PROBLEM: The response must consist of every record, restated word for word.

DATA LISTING:
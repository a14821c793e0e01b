//! # Vaxsched Core
//!
//! Domain types, ledger traits, and the reservation coordinator for the
//! vaccine appointment scheduler.
//!
//! ## Core Concepts
//!
//! - **Ledger**: an owned collection of records subject to atomic mutation:
//!   inventory ([`InventoryLedger`]), availability ([`AvailabilitySet`]), and
//!   appointments ([`AppointmentLedger`]).
//! - **Unit of work**: one atomic transaction spanning all three ledgers
//!   ([`UnitOfWork`]), obtained from a [`ReservationStore`] backend.
//! - **Coordinator**: [`ReservationCoordinator`] executes booking and
//!   cancellation as mirror-image three-way atomic transactions, with a
//!   bounded retry budget for optimistic-concurrency conflicts.
//! - **Session**: every call carries an explicit [`Session`] naming the
//!   caller and role; there is no process-global "current user".
//!
//! ## Example
//!
//! ```ignore
//! use vaxsched_core::{ReservationCoordinator, Session, VaccineName};
//!
//! async fn example<S: vaxsched_core::ReservationStore>(store: S) {
//!     let coordinator = ReservationCoordinator::new(store);
//!     let session = Session::patient("p1");
//!     let date = "2024-07-01".parse().unwrap();
//!
//!     match coordinator.book(&session, date, &VaccineName::new("Pfizer")).await {
//!         Ok(booking) => println!(
//!             "Appointment ID {}, Caregiver username {}",
//!             booking.appointment_id, booking.caregiver
//!         ),
//!         Err(err) => println!("{err}"),
//!     }
//! }
//! ```

pub mod coordinator;
pub mod error;
pub mod ledger;
pub mod session;
pub mod types;

pub use coordinator::{DEFAULT_RETRY_BUDGET, ReservationCoordinator};
pub use error::{Result, SchedulerError};
pub use ledger::{
    AppointmentLedger, AvailabilitySet, InventoryLedger, ReservationStore, UnitOfWork,
};
pub use session::{Role, Session};
pub use types::{
    Appointment, AppointmentId, AvailabilitySlot, Booking, CaregiverId, PatientId, VaccineName,
    VaccineStock,
};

ANSWER SECTION:
repository a14821c793e0e01b
//! # Vaxsched Core
//!
//! Domain types, ledger traits, and the reservation coordinator for the
//! vaccine appointment scheduler.
//!
//! ## Core Concepts
//!
//! - **Ledger**: an owned collection of records subject to atomic mutation:
//!   inventory ([`InventoryLedger`]), availability ([`AvailabilitySet`]), and
//!   appointments ([`AppointmentLedger`]).
//! - **Unit of work**: one atomic transaction spanning all three ledgers
//!   ([`UnitOfWork`]), obtained from a [`ReservationStore`] backend.
//! - **Coordinator**: [`ReservationCoordinator`] executes booking and
//!   cancellation as mirror-image three-way atomic transactions, with a
//!   bounded retry budget for optimistic-concurrency conflicts.
//! - **Session**: every call carries an explicit [`Session`] naming the
//!   caller and role; there is no process-global "current user".
//!
//! ## Example
//!
//! ```ignore
//! use vaxsched_core::{ReservationCoordinator, Session, VaccineName};
//!
//! async fn example<S: vaxsched_core::ReservationStore>(store: S) {
//!     let coordinator = ReservationCoordinator::new(store);
//!     let session = Session::patient("p1");
//!     let date = "2024-07-01".parse().unwrap();
//!
//!     match coordinator.book(&session, date, &VaccineName::new("Pfizer")).await {
//!         Ok(booking) => println!(
//!             "Appointment ID {}, Caregiver username {}",
//!             booking.appointment_id, booking.caregiver
//!         ),
//!         Err(err) => println!("{err}"),
//!     }
//! }
//! ```

pub mod coordinator;
pub mod error;
pub mod ledger;
pub mod session;
pub mod types;

pub use coordinator::{DEFAULT_RETRY_BUDGET, ReservationCoordinator};
pub use error::{Result, SchedulerError};
pub use ledger::{
    AppointmentLedger, AvailabilitySet, InventoryLedger, ReservationStore, UnitOfWork,
};
pub use session::{Role, Session};
pub use types::{
    Appointment, AppointmentId, AvailabilitySlot, Booking, CaregiverId, PatientId, VaccineName,
    VaccineStock,
};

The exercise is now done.